● **Records for the task**:
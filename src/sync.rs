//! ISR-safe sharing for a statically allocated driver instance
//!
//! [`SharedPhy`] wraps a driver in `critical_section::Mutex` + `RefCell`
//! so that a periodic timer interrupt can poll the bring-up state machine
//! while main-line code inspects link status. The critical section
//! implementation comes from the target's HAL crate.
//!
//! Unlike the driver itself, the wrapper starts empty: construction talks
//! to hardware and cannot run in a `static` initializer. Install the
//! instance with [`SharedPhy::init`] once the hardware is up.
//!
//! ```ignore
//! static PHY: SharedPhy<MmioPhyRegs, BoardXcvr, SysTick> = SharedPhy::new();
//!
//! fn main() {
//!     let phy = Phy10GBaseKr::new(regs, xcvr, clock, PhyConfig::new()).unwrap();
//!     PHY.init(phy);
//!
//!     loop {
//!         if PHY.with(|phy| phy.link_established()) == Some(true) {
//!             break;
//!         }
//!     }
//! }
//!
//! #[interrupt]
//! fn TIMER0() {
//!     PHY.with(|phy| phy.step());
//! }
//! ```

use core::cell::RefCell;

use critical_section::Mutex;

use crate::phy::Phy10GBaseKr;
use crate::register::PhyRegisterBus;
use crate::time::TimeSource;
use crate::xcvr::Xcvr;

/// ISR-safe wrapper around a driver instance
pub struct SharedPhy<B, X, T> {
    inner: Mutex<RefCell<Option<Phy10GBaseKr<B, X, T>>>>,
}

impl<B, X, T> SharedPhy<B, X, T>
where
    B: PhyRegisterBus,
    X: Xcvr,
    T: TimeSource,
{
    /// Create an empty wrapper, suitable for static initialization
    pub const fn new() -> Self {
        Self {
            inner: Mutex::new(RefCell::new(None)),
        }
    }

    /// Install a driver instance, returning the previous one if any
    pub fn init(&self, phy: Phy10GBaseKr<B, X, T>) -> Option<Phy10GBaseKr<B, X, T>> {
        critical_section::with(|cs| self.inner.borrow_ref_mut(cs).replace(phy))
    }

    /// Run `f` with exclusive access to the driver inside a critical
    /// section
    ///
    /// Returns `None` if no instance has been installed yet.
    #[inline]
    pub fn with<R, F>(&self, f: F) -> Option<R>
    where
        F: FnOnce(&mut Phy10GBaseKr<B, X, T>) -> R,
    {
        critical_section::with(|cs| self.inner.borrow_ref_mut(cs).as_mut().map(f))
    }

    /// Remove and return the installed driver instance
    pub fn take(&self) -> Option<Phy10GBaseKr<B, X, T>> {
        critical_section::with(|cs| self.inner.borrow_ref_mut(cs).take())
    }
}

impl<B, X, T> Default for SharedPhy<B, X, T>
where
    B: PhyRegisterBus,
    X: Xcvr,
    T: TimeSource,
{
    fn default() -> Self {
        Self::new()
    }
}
--
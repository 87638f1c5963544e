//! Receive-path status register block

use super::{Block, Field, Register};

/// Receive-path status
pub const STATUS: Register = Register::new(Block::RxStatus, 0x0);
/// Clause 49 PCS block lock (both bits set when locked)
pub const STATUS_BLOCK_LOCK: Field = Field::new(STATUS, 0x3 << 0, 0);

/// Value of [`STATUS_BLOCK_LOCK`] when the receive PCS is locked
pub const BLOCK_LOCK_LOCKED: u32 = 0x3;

● **Exercise description**: Report how many lines of the entries hold the string "Field". Provide the number alone.

● **Exercise output**: 2